== Information provided ==
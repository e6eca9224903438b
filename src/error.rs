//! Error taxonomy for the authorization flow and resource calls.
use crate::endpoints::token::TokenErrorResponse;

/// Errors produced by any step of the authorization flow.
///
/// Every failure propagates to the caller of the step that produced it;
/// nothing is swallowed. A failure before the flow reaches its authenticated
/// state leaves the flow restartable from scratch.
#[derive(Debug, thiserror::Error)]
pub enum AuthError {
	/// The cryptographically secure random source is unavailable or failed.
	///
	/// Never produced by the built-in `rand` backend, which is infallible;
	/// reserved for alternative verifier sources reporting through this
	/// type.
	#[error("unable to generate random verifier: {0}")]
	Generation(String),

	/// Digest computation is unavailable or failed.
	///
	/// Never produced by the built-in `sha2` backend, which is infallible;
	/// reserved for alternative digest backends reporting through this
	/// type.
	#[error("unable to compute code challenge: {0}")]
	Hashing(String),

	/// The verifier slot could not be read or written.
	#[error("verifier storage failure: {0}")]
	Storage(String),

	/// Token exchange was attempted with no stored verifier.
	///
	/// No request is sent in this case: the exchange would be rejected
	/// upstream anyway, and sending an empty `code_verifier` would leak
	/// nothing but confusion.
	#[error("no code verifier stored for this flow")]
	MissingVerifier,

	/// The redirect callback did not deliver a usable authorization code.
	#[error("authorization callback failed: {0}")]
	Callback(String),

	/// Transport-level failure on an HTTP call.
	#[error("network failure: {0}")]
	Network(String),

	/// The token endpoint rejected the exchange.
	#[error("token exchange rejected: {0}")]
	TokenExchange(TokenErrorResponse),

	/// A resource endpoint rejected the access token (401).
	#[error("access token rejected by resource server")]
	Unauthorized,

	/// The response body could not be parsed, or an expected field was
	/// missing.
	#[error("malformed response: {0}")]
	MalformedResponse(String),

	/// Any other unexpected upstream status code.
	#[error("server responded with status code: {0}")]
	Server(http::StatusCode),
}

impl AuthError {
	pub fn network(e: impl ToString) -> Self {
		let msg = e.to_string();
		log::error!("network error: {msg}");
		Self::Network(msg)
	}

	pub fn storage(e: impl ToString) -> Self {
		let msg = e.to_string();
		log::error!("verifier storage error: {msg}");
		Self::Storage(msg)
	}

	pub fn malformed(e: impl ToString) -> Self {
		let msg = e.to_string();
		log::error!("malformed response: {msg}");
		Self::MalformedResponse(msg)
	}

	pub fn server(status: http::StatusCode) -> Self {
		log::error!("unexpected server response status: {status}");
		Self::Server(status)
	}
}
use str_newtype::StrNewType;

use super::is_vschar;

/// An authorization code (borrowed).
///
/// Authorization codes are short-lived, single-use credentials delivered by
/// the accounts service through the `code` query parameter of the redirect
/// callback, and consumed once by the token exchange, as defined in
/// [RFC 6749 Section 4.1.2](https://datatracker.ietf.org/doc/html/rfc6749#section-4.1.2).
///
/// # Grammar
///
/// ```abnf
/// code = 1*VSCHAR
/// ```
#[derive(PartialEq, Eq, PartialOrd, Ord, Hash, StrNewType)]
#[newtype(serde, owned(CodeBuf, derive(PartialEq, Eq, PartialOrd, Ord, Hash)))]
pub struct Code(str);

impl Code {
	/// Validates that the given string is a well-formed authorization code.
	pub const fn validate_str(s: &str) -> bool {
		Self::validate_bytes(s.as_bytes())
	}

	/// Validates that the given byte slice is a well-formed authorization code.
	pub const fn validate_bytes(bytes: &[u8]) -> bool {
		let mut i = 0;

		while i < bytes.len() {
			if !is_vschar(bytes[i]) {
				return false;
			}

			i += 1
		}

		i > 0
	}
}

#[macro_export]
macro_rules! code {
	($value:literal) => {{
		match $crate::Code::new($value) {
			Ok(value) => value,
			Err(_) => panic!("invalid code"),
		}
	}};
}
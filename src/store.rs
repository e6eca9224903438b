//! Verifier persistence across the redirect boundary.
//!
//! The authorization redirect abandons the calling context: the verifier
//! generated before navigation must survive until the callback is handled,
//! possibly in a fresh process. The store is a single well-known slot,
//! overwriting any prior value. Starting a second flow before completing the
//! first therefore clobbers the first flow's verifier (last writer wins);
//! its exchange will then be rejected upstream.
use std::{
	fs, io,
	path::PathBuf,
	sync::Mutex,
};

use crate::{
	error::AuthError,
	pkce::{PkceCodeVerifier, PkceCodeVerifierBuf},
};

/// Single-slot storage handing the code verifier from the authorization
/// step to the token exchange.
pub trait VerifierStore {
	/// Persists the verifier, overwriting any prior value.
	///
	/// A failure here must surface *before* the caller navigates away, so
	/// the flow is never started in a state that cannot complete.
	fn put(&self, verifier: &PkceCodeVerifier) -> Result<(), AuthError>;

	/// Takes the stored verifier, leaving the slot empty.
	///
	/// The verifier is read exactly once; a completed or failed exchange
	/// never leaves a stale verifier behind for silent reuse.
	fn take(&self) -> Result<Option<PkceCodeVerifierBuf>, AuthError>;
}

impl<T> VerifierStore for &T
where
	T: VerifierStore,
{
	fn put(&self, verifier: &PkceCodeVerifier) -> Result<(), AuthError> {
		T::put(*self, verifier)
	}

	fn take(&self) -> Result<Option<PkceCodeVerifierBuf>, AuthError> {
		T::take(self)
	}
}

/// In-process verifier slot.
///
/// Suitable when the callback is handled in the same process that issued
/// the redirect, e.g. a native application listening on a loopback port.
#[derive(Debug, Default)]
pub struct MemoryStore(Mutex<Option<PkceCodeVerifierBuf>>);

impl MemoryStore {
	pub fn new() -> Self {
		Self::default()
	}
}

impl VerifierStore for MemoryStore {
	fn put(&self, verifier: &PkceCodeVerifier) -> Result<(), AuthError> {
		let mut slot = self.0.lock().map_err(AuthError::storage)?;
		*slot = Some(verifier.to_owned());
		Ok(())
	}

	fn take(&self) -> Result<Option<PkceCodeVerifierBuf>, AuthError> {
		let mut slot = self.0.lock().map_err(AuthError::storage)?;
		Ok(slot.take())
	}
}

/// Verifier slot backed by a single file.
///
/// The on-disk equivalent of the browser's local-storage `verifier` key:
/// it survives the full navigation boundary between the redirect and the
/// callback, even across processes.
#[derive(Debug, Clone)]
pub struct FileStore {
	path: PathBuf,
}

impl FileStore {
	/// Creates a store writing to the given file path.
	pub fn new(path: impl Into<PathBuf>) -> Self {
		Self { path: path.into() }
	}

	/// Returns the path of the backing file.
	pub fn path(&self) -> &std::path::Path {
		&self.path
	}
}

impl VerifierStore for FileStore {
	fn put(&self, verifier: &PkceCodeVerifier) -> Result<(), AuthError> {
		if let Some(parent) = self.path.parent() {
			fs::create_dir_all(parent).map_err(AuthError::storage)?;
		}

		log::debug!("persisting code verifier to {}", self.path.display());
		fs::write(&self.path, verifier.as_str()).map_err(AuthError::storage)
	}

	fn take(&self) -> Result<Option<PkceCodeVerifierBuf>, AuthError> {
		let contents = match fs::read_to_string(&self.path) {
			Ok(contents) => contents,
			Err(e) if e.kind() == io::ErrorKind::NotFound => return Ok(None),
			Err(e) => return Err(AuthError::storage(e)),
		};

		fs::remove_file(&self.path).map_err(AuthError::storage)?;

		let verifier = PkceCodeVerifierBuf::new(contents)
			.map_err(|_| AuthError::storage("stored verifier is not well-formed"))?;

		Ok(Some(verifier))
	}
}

* * *

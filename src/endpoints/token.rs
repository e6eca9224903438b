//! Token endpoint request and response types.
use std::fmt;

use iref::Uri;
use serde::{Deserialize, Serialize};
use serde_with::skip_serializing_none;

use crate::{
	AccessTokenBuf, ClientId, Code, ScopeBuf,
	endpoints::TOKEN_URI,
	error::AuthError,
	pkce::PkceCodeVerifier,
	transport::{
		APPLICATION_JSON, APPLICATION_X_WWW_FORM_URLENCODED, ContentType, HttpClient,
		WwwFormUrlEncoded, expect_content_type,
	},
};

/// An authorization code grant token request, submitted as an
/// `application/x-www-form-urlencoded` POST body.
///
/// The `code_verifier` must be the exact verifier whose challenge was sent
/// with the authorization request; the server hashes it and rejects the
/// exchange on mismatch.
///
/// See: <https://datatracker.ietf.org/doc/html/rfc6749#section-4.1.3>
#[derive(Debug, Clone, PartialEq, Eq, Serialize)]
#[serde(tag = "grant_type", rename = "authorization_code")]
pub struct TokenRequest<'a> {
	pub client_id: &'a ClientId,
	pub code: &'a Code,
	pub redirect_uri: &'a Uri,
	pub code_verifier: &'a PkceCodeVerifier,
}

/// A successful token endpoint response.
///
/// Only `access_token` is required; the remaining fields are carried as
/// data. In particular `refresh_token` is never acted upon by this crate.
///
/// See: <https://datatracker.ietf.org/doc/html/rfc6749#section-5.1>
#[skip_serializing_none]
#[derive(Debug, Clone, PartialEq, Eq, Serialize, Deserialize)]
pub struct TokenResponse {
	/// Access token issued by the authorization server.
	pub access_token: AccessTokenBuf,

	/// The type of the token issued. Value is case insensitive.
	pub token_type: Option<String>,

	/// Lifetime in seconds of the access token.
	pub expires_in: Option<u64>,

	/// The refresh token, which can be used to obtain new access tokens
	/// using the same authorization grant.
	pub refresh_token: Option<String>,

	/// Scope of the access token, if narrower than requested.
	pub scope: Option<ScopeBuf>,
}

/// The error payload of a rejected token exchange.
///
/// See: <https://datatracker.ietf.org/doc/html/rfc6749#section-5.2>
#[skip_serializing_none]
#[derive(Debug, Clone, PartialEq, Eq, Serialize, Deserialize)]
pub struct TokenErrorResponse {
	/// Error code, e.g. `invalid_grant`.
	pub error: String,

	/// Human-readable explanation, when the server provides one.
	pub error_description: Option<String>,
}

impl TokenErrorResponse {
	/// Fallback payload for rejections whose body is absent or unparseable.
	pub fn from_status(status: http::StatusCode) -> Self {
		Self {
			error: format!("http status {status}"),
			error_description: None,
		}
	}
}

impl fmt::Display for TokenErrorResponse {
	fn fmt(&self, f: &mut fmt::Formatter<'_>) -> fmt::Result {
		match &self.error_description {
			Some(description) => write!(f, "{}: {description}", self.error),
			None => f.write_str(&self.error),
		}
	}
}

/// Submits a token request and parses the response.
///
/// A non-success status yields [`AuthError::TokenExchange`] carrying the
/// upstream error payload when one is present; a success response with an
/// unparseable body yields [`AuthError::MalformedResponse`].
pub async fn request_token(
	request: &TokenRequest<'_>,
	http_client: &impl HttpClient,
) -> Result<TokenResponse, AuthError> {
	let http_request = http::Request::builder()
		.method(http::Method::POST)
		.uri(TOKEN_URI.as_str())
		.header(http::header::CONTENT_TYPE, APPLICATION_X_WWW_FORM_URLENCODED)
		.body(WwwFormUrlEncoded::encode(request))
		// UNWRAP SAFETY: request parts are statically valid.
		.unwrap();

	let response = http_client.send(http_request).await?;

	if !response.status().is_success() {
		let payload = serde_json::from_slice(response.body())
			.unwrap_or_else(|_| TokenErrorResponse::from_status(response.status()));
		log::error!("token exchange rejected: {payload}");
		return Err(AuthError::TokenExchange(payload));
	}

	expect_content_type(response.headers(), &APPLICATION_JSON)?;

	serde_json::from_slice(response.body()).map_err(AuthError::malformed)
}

== What is expected ==
Within the entries above, find every line where the string "handled" occurs, and copy it.

== Reply ==
//! generated before navigation must survive until the callback is handled,
/// Suitable when the callback is handled in the same process that issued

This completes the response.